Stored items
═══

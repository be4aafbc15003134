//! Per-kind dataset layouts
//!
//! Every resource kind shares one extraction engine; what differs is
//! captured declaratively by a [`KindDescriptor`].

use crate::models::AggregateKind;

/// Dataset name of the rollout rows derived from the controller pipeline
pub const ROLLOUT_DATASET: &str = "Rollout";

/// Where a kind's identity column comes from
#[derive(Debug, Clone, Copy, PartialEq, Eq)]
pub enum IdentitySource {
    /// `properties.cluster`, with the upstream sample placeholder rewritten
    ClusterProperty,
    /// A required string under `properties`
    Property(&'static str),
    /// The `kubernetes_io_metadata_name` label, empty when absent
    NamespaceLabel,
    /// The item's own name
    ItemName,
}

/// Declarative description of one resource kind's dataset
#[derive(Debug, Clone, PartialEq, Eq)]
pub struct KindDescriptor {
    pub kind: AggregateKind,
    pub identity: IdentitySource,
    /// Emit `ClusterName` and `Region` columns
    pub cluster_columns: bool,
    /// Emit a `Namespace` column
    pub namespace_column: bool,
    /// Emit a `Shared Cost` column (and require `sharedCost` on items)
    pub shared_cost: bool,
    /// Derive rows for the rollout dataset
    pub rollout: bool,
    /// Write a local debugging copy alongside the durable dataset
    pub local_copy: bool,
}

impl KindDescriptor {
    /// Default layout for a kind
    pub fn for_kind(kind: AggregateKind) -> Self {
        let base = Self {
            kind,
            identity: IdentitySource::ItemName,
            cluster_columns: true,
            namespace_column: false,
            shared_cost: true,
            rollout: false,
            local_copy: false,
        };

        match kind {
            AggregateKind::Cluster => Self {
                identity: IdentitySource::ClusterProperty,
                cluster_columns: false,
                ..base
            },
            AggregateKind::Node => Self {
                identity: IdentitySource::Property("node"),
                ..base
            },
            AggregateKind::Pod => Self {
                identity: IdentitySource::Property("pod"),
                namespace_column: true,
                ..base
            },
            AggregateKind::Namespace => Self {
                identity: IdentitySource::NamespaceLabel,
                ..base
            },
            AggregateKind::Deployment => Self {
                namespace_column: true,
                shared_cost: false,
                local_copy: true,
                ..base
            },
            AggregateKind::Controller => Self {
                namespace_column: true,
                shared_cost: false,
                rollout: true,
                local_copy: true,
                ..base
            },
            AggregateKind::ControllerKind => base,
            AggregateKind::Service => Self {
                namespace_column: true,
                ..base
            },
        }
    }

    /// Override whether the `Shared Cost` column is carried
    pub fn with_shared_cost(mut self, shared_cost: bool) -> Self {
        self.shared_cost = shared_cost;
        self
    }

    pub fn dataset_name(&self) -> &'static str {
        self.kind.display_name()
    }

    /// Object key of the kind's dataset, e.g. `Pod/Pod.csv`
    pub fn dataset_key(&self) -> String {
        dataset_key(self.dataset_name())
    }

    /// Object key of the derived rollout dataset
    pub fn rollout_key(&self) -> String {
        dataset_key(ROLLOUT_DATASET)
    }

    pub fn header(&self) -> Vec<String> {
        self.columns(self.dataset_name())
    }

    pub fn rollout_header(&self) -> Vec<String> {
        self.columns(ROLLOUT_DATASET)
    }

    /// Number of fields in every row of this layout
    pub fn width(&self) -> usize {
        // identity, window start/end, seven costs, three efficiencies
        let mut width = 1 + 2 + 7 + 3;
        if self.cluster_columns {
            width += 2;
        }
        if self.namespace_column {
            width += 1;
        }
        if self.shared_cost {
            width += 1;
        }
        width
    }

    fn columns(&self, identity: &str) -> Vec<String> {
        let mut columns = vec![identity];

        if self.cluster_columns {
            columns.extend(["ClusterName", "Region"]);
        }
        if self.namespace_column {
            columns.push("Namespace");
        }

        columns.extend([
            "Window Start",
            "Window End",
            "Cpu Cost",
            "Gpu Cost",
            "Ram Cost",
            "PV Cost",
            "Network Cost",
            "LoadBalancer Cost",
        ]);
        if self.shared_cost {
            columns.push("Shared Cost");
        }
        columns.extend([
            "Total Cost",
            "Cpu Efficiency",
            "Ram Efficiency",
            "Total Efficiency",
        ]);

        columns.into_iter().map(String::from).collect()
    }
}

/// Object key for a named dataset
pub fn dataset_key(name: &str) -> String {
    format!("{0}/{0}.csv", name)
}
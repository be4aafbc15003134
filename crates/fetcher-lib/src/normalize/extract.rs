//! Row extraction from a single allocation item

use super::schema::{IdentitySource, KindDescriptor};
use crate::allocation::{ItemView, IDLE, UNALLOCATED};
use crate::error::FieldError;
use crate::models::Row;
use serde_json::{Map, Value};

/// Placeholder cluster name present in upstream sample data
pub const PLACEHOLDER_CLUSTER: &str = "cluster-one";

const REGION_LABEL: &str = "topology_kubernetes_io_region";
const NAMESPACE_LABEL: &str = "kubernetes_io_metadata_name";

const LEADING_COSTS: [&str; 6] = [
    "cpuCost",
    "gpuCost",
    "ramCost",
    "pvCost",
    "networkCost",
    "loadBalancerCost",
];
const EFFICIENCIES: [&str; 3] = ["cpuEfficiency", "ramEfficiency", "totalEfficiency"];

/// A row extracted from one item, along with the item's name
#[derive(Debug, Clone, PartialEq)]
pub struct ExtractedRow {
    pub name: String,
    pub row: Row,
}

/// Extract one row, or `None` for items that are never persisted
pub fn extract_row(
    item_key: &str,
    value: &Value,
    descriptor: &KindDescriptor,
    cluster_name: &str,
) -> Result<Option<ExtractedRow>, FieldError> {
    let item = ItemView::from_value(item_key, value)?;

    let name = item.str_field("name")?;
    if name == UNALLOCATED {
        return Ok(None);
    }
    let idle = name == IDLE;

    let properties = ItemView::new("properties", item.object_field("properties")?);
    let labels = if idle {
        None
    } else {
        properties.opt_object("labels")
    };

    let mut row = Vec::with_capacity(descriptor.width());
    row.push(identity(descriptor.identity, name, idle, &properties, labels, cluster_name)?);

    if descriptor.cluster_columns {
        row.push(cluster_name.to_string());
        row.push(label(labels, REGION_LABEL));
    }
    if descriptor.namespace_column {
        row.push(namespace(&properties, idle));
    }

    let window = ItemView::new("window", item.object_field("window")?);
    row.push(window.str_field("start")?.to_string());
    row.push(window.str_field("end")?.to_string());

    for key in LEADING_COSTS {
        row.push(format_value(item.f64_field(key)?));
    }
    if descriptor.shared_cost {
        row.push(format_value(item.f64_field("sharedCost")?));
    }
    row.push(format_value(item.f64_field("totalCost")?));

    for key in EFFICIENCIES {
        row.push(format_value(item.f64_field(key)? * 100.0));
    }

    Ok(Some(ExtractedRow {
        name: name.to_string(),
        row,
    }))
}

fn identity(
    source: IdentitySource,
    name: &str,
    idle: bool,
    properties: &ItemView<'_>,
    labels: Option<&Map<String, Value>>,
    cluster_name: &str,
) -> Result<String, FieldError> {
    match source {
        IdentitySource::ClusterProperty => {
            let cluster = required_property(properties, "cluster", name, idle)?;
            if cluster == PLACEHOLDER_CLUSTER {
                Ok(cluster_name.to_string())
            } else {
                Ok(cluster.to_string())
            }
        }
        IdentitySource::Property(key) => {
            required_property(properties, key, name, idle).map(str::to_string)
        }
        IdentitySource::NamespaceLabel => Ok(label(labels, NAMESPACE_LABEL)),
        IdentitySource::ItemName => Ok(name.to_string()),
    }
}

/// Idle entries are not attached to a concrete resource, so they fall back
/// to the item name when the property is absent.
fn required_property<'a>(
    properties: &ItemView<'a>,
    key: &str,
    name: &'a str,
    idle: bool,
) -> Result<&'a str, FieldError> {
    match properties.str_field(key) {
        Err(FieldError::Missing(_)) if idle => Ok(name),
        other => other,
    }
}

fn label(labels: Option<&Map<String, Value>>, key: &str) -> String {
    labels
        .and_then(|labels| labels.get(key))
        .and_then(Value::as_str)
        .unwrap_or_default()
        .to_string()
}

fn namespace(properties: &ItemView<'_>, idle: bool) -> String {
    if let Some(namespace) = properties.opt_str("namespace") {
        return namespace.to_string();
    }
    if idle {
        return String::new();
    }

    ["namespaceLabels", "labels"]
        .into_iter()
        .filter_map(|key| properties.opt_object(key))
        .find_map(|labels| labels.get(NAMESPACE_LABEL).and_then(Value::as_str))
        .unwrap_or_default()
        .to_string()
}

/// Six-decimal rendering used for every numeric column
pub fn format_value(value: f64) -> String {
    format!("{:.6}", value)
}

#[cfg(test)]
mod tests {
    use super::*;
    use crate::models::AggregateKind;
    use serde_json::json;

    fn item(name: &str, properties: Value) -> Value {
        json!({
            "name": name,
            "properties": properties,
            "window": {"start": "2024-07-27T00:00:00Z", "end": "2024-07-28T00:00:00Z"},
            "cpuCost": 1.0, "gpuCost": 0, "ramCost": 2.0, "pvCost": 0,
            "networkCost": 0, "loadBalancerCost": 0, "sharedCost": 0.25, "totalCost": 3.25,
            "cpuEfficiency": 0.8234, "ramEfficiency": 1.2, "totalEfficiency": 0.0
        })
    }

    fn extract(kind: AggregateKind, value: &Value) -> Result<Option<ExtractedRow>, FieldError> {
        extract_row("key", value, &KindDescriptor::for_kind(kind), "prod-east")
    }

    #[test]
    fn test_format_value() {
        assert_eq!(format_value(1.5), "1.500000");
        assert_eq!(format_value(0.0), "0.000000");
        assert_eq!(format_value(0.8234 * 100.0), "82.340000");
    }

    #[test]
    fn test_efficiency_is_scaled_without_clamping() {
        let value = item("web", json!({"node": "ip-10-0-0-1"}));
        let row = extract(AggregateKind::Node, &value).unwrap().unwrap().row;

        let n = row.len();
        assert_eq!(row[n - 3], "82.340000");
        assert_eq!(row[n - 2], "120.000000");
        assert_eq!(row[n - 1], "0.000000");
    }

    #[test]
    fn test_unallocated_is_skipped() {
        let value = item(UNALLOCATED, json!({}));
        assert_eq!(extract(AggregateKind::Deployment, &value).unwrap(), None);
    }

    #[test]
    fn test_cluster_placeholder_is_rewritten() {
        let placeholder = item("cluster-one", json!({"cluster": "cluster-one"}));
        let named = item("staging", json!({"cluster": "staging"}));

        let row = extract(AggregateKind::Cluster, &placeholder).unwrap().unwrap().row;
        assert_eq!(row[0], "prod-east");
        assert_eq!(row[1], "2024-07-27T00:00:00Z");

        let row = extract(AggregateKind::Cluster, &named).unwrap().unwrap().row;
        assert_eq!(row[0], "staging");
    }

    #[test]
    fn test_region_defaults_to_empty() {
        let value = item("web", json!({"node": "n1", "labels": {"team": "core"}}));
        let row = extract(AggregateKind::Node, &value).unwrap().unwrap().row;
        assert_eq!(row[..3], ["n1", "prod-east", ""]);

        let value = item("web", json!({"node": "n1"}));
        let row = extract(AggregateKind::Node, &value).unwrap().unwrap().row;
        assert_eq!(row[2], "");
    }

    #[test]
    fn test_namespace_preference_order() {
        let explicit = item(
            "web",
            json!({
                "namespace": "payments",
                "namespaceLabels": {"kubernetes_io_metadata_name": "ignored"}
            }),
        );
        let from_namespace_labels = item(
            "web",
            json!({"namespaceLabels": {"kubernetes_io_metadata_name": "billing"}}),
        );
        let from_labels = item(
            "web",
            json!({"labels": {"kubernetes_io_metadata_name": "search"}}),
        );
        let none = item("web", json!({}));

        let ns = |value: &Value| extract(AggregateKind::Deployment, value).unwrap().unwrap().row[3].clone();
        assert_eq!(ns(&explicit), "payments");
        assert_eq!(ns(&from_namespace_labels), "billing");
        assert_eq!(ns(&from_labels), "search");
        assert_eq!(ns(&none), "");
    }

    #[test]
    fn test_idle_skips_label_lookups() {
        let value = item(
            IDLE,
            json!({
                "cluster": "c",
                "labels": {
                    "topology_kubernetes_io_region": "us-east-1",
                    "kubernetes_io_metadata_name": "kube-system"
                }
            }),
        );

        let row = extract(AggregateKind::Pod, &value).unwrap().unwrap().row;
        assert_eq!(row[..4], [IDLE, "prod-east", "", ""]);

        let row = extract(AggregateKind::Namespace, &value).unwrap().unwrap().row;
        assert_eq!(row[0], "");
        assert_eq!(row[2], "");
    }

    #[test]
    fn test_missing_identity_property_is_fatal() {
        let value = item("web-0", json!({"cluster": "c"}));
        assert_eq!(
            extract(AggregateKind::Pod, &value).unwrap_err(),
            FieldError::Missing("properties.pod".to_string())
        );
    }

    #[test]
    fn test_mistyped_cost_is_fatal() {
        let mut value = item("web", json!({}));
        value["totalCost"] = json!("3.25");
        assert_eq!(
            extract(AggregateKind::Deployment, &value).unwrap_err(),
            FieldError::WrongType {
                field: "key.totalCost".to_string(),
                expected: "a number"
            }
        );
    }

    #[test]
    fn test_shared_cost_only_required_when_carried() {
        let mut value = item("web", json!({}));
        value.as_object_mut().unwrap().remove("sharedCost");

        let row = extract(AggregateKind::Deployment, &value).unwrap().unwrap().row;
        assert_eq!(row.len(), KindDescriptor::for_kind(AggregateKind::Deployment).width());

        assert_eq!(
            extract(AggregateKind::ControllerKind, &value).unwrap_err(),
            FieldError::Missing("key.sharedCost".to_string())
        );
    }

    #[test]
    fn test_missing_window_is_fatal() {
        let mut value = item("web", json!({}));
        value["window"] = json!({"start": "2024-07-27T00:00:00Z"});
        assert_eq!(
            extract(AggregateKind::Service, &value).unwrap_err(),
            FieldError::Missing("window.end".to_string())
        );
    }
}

═══

▶ THE PROBLEM
Within the records above, tally the lines that contain "FieldError". Give the total and nothing more.

▶ EXERCISE RESULT
10